Our evening meals were either made with or laden heavy with foods made from or with real butter, cream or some other dairy product. I cannot remember anyone ever using ‘light’ sour cream. There weren’t many previously prepared food available outside of TV dinners. I remember my grandmother going heavy with olive and Crisco oil. So why were we not all obese? I suspect it had a great deal to do with the fact that there was very little fructose sugar in our diet. It was in the 80’s that the pop manufacturers switched to a sweetener made from corn rather than using real sugar. Fructose made from corn syrup is found almost in every prepared food and I have long suspected it was making us not only fatter but ruining our health. I started making my own bread using either brown sugar or honey and without trying; I dropped five pounds in two weeks. There hasn’t been a volume of scientific study to back up my personal observations and anecdotal evidence but I suspect after this study there will be a few more scientists looking hard at this field of research.

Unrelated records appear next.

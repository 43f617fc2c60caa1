//! The generic resource access layer.
//!
//! One set of operations — read, insert, update, remove, count,
//! options, live feed — instantiated for every registered resource.
//! Structural validation runs before any permission check so malformed
//! requests never reach authorization logic; permission and validation
//! failures are guaranteed to leave zero side effects.

use serde::Serialize;
use serde_json::Value;

use muster_core::{merge_patch, QueryOptions, RequestContext};

use crate::model::Action;
use crate::service::registry::ResourceEntry;
use crate::service::{OrgError, OrgService, AUDIT_COLLECTION};

/// A live-feed registration result.
///
/// `open` is false when the gate refused the caller; a closed feed is
/// indistinguishable from an empty resource, so unauthenticated probes
/// learn nothing about what exists. The push transport that keeps the
/// feed updated lives outside this core.
#[derive(Debug, Clone, Serialize)]
pub struct Feed {
    pub open: bool,
    pub items: Vec<Value>,
}

impl Feed {
    fn closed() -> Self {
        Self {
            open: false,
            items: Vec::new(),
        }
    }
}

impl OrgService {
    /// Return documents of `resource` matching the filter.
    pub fn read(
        &self,
        ctx: &RequestContext,
        resource: &str,
        filter: &Value,
        options: &QueryOptions,
    ) -> Result<Vec<Value>, OrgError> {
        let entry = self.entry(resource)?;
        let filter = parse_filter(filter)?;
        self.require_identity(ctx)?;
        self.require_module(ctx, &entry, Action::Read)?;

        Ok(self.collection(entry.name).find(&filter, options)?)
    }

    /// Register a live feed over `resource`.
    ///
    /// Anonymous callers (and authenticated callers the module denies)
    /// get a closed feed rather than an error.
    pub fn live_feed(
        &self,
        ctx: &RequestContext,
        resource: &str,
        filter: &Value,
        options: &QueryOptions,
    ) -> Result<Feed, OrgError> {
        let entry = self.entry(resource)?;
        let filter = parse_filter(filter)?;

        if ctx.is_anonymous() {
            return Ok(Feed::closed());
        }
        if let Some(module) = entry.permission_module {
            if !self.check_permission(ctx, module, Action::Read)? {
                return Ok(Feed::closed());
            }
        }

        let items = self.collection(entry.name).find(&filter, options)?;
        Ok(Feed { open: true, items })
    }

    /// Insert one document, returning its id.
    ///
    /// Anonymous callers are allowed only on unsafe resources (public
    /// intake); for them the permission check is skipped entirely.
    pub fn insert(
        &self,
        ctx: &RequestContext,
        resource: &str,
        payload: &Value,
    ) -> Result<String, OrgError> {
        let entry = self.entry(resource)?;
        if !payload.is_object() {
            return Err(OrgError::Validation("payload must be a JSON object".into()));
        }

        if ctx.is_anonymous() {
            if !entry.unsafe_create {
                return Err(OrgError::Unauthorized(format!(
                    "authentication required to create {}",
                    resource
                )));
            }
        } else {
            self.require_module(ctx, &entry, Action::Create)?;
        }

        let id = self.collection(entry.name).insert(payload)?;

        if entry.name != AUDIT_COLLECTION {
            let mut logged = payload.clone();
            logged["id"] = Value::String(id.clone());
            self.audit(&format!("{}.created", entry.name), logged)?;
        }

        Ok(id)
    }

    /// Merge `data` into the document identified by `id`.
    pub fn update(
        &self,
        ctx: &RequestContext,
        resource: &str,
        id: &str,
        data: &Value,
    ) -> Result<(), OrgError> {
        let entry = self.entry(resource)?;
        validate_id(id)?;
        if !data.is_object() {
            return Err(OrgError::Validation("update data must be a JSON object".into()));
        }
        self.require_identity(ctx)?;
        self.require_module(ctx, &entry, Action::Update)?;

        let collection = self.collection(entry.name);
        let Some(mut doc) = collection.get(id)? else {
            return Err(OrgError::NotFound(format!("{}/{}", entry.name, id)));
        };
        merge_patch(&mut doc, data);
        collection.replace(id, &doc)?;

        if entry.name != AUDIT_COLLECTION {
            self.audit(
                &format!("{}.updated", entry.name),
                serde_json::json!({"id": id, "data": data}),
            )?;
        }

        if entry.name == "roles" {
            self.clear_role_cache(id);
        }

        Ok(())
    }

    /// Delete the document identified by `id`. Fails with NotFound
    /// when the document does not exist.
    pub fn remove(
        &self,
        ctx: &RequestContext,
        resource: &str,
        id: &str,
    ) -> Result<(), OrgError> {
        let entry = self.entry(resource)?;
        validate_id(id)?;
        self.require_identity(ctx)?;
        self.require_module(ctx, &entry, Action::Delete)?;

        let collection = self.collection(entry.name);
        if collection.get(id)?.is_none() {
            return Err(OrgError::NotFound(format!("{}/{}", entry.name, id)));
        }
        collection.remove(id)?;

        if entry.name != AUDIT_COLLECTION {
            self.audit(
                &format!("{}.deleted", entry.name),
                serde_json::json!({"id": id}),
            )?;
        }

        if entry.name == "roles" {
            self.clear_role_cache(id);
        }

        Ok(())
    }

    /// Count documents of `resource` matching the filter.
    pub fn count(
        &self,
        ctx: &RequestContext,
        resource: &str,
        filter: &Value,
    ) -> Result<usize, OrgError> {
        let entry = self.entry(resource)?;
        let filter = parse_filter(filter)?;
        self.require_identity(ctx)?;
        self.require_module(ctx, &entry, Action::Read)?;

        Ok(self.collection(entry.name).count(&filter)?)
    }

    /// Compact projection of every document, for selection widgets.
    pub fn options(
        &self,
        ctx: &RequestContext,
        resource: &str,
    ) -> Result<Vec<Value>, OrgError> {
        let entry = self.entry(resource)?;
        self.require_identity(ctx)?;
        self.require_module(ctx, &entry, Action::Read)?;

        let docs = self.collection(entry.name).all()?;
        Ok(docs.into_iter().map(option_row).collect())
    }

    fn entry(&self, resource: &str) -> Result<ResourceEntry, OrgError> {
        self.registry
            .get(resource)
            .copied()
            .ok_or_else(|| OrgError::NotFound(format!("unknown resource '{}'", resource)))
    }

    fn require_identity(&self, ctx: &RequestContext) -> Result<(), OrgError> {
        if ctx.is_anonymous() {
            return Err(OrgError::Unauthorized("authentication required".into()));
        }
        Ok(())
    }

    /// Enforce the resource's permission module, if it has one. A
    /// resource without a module is open to any authenticated caller —
    /// an absent module means "skip the check", never "deny".
    fn require_module(
        &self,
        ctx: &RequestContext,
        entry: &ResourceEntry,
        action: Action,
    ) -> Result<(), OrgError> {
        let Some(module) = entry.permission_module else {
            return Ok(());
        };
        if !self.check_permission(ctx, module, action)? {
            return Err(OrgError::Forbidden(format!(
                "missing {}.{} permission",
                module,
                action.as_str()
            )));
        }
        Ok(())
    }
}

fn parse_filter(filter: &Value) -> Result<serde_json::Map<String, Value>, OrgError> {
    match filter {
        Value::Null => Ok(serde_json::Map::new()),
        Value::Object(map) => Ok(map.clone()),
        _ => Err(OrgError::Validation("filter must be a JSON object".into())),
    }
}

fn validate_id(id: &str) -> Result<(), OrgError> {
    if id.is_empty() {
        return Err(OrgError::Validation("id must be a non-empty string".into()));
    }
    Ok(())
}

fn option_row(doc: Value) -> Value {
    let id = doc.get("id").and_then(Value::as_str).unwrap_or_default();
    let name = doc.get("name").and_then(Value::as_str);
    let title = doc.get("title").and_then(Value::as_str);
    let label = name.or(title).unwrap_or(id);
    let title = title.or(name).unwrap_or(id);
    serde_json::json!({
        "key": id,
        "label": label,
        "title": title,
        "value": id,
        "raw": doc,
    })
}
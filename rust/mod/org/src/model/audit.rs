use serde::{Deserialize, Serialize};
use serde_json::Value;

use muster_core::now_rfc3339;

/// One append-only audit trail record.
///
/// Written by the access layer for every mutating operation (and by a
/// few bespoke operations such as backup). Immutable once written.
#[derive(Debug, Clone, Serialize, Deserialize)]
#[serde(rename_all = "camelCase")]
pub struct AuditEntry {
    /// What happened, e.g. `"members.created"` or `"backup.restored"`.
    pub action: String,

    /// RFC 3339 time of the action.
    pub timestamp: String,

    /// Operation-specific detail (inserted payload, restore summary, ...).
    pub payload: Value,

    /// RFC 3339 record creation time.
    pub created_at: String,
}

impl AuditEntry {
    pub fn new(action: impl Into<String>, payload: Value) -> Self {
        let now = now_rfc3339();
        Self {
            action: action.into(),
            timestamp: now.clone(),
            payload,
            created_at: now,
        }
    }
}

#[cfg(test)]
mod tests {
    use super::*;

    #[test]
    fn test_wire_field_names() {
        let entry = AuditEntry::new("members.created", serde_json::json!({"id": "m1"}));
        let value = serde_json::to_value(&entry).unwrap();
        assert!(value.get("createdAt").is_some());
        assert_eq!(value["action"], "members.created");
        assert_eq!(value["payload"]["id"], "m1");
    }
}
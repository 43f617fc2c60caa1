//! Identity resolution middleware.
//!
//! Extracts the bearer token from `Authorization: Bearer <token>`,
//! resolves it to an account document, and stores a [`RequestContext`]
//! in request extensions. Requests without a token proceed as
//! anonymous; the access layer decides what anonymous callers may do
//! (public intake resources only). A token that resolves to nothing is
//! rejected here.

use std::sync::Arc;

use axum::extract::{Request, State};
use axum::middleware::Next;
use axum::response::Response;
use serde_json::Value;

use muster_core::{QueryOptions, RequestContext, ServiceError};

use crate::service::{OrgService, USERS_COLLECTION};

pub async fn identity_middleware(
    State(service): State<Arc<OrgService>>,
    mut request: Request,
    next: Next,
) -> Result<Response, ServiceError> {
    let token = request
        .headers()
        .get("authorization")
        .and_then(|v| v.to_str().ok())
        .and_then(|v| v.strip_prefix("Bearer "))
        .map(str::to_string);

    let ctx = match token {
        Some(token) => {
            let identity = identity_for_token(&service, &token)?
                .ok_or_else(|| ServiceError::Unauthorized("invalid token".into()))?;
            RequestContext::authenticated(identity)
        }
        None => RequestContext::anonymous(),
    };

    request.extensions_mut().insert(ctx);
    Ok(next.run(request).await)
}

/// Look up the account holding this token and return its id.
fn identity_for_token(
    service: &OrgService,
    token: &str,
) -> Result<Option<String>, ServiceError> {
    let mut filter = serde_json::Map::new();
    filter.insert("token".to_string(), Value::String(token.to_string()));

    let matches = service
        .collection(USERS_COLLECTION)
        .find(&filter, &QueryOptions::default())
        .map_err(|e| ServiceError::Storage(e.to_string()))?;

    Ok(matches
        .into_iter()
        .next()
        .and_then(|doc| doc.get("id").and_then(Value::as_str).map(str::to_string)))
}
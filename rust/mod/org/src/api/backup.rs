use std::sync::Arc;

use axum::extract::{Extension, State};
use axum::routing::post;
use axum::{Json, Router};
use serde::Deserialize;
use serde_json::Value;

use muster_core::{RequestContext, ServiceError};

use crate::model::{RestoreReport, Snapshot, SnapshotCheck};
use crate::service::backup::RestoreOptions;
use crate::service::OrgService;

type ServiceState = Arc<OrgService>;

pub fn router(service: ServiceState) -> Router {
    Router::new()
        .route("/backup", post(create))
        .route("/backup/quick", post(create_quick))
        .route("/backup/validate", post(validate))
        .route("/backup/restore", post(restore))
        .with_state(service)
}

#[derive(Debug, Deserialize)]
struct RestoreRequest {
    snapshot: Value,

    /// Take a safety backup before mutating anything (default true).
    #[serde(default = "default_true", rename = "safetyBackup")]
    safety_backup: bool,
}

fn default_true() -> bool {
    true
}

// ---------------------------------------------------------------------------
// POST /backup
// ---------------------------------------------------------------------------

async fn create(
    State(service): State<ServiceState>,
    Extension(ctx): Extension<RequestContext>,
) -> Result<Json<Snapshot>, ServiceError> {
    let snapshot = service.create_backup(&ctx)?;
    Ok(Json(snapshot))
}

// ---------------------------------------------------------------------------
// POST /backup/quick
// ---------------------------------------------------------------------------

async fn create_quick(
    State(service): State<ServiceState>,
    Extension(ctx): Extension<RequestContext>,
) -> Result<Json<Snapshot>, ServiceError> {
    let snapshot = service.create_quick_backup(&ctx)?;
    Ok(Json(snapshot))
}

// ---------------------------------------------------------------------------
// POST /backup/validate
// ---------------------------------------------------------------------------

async fn validate(
    State(service): State<ServiceState>,
    Json(raw): Json<Value>,
) -> Result<Json<SnapshotCheck>, ServiceError> {
    Ok(Json(service.validate_backup(&raw)))
}

// ---------------------------------------------------------------------------
// POST /backup/restore
// ---------------------------------------------------------------------------

async fn restore(
    State(service): State<ServiceState>,
    Extension(ctx): Extension<RequestContext>,
    Json(req): Json<RestoreRequest>,
) -> Result<Json<RestoreReport>, ServiceError> {
    let options = RestoreOptions {
        create_safety_backup: req.safety_backup,
    };
    let report = service.restore_backup(&ctx, req.snapshot, &options)?;
    Ok(Json(report))
}
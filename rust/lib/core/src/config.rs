use std::path::PathBuf;

/// Common configuration shared by all services.
///
/// The binary parses these from its config file or command-line
/// arguments, then passes them to storage layer initialization.
#[derive(Debug, Clone)]
pub struct ServiceConfig {
    /// Directory for application data.
    pub data_dir: Option<PathBuf>,

    /// Path to the SQLite database file.
    /// Defaults to `{data_dir}/data.sqlite` if not specified.
    pub db_path: Option<PathBuf>,

    /// Listen address for the HTTP server.
    pub listen: String,
}

impl Default for ServiceConfig {
    fn default() -> Self {
        Self {
            data_dir: None,
            db_path: None,
            listen: "0.0.0.0:8080".to_string(),
        }
    }
}

impl ServiceConfig {
    /// Resolve the database path, falling back to `{data_dir}/data.sqlite`.
    pub fn resolve_db_path(&self) -> PathBuf {
        self.db_path
            .clone()
            .unwrap_or_else(|| self.resolve_data_subpath("data.sqlite"))
    }

    fn resolve_data_subpath(&self, name: &str) -> PathBuf {
        self.data_dir
            .as_ref()
            .map(|d| d.join(name))
            .unwrap_or_else(|| PathBuf::from(name))
    }
}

WASHINGTON—Pancreatic tumour cells use fructose to divide and proliferate, U.S. researchers said Monday in a study that challenges the common wisdom that all sugars are the same.
Tumour cells fed both glucose and fructose used the two sugars in two different ways, the team at the University of California Los Angeles found.They said their finding, published in the journal Cancer Research, may help explain other studies that have linked fructose intake with pancreatic cancer, one of the deadliest cancer types. “These findings show that cancer cells can readily metabolize fructose to increase proliferation,” Dr. Anthony Heaney of UCLA’s Jonsson Cancer Center and colleagues wrote. “They have major significance for cancer patients given dietary refined fructose consumption, and indicate that efforts to reduce refined fructose intake or inhibit fructose-mediated actions may disrupt cancer growth.”
Americans take in large amounts of fructose, mainly in high fructose corn syrup, a mix of fructose and glucose that is used in soft drinks, bread and a range of other foods. Politicians, regulators, health experts and the industry have debated whether high fructose corn syrup and other ingredients have been helping make Americans fatter and less healthy. Too much sugar of any kind not only adds pounds, but is also a key culprit in diabetes, heart disease and stroke, according to the American Heart Association. (Toronto Star)
Now a great number of people lobby for a special consumption tax on ‘junk foods’ in an effort to drive down or limit copious consumption of junk food by consumers but that’s not my way and if this research proves as valuable as I suspect it will; a special tax on junk food won’t change our waistlines all that much. What will help is for consumer groups to actively avoid purchasing any product made which lists fructose as an ingredient or lobby food manufacturers to replace the fructose with good old-fashion sugars instead. Lobbying the US government to remove the corn subsidies would go a long way to end food producers love affair with the low-cost corn syrup as low cost replacement for sugar in their products.
Until that happens – does anyone have a decent recipe for ketchup?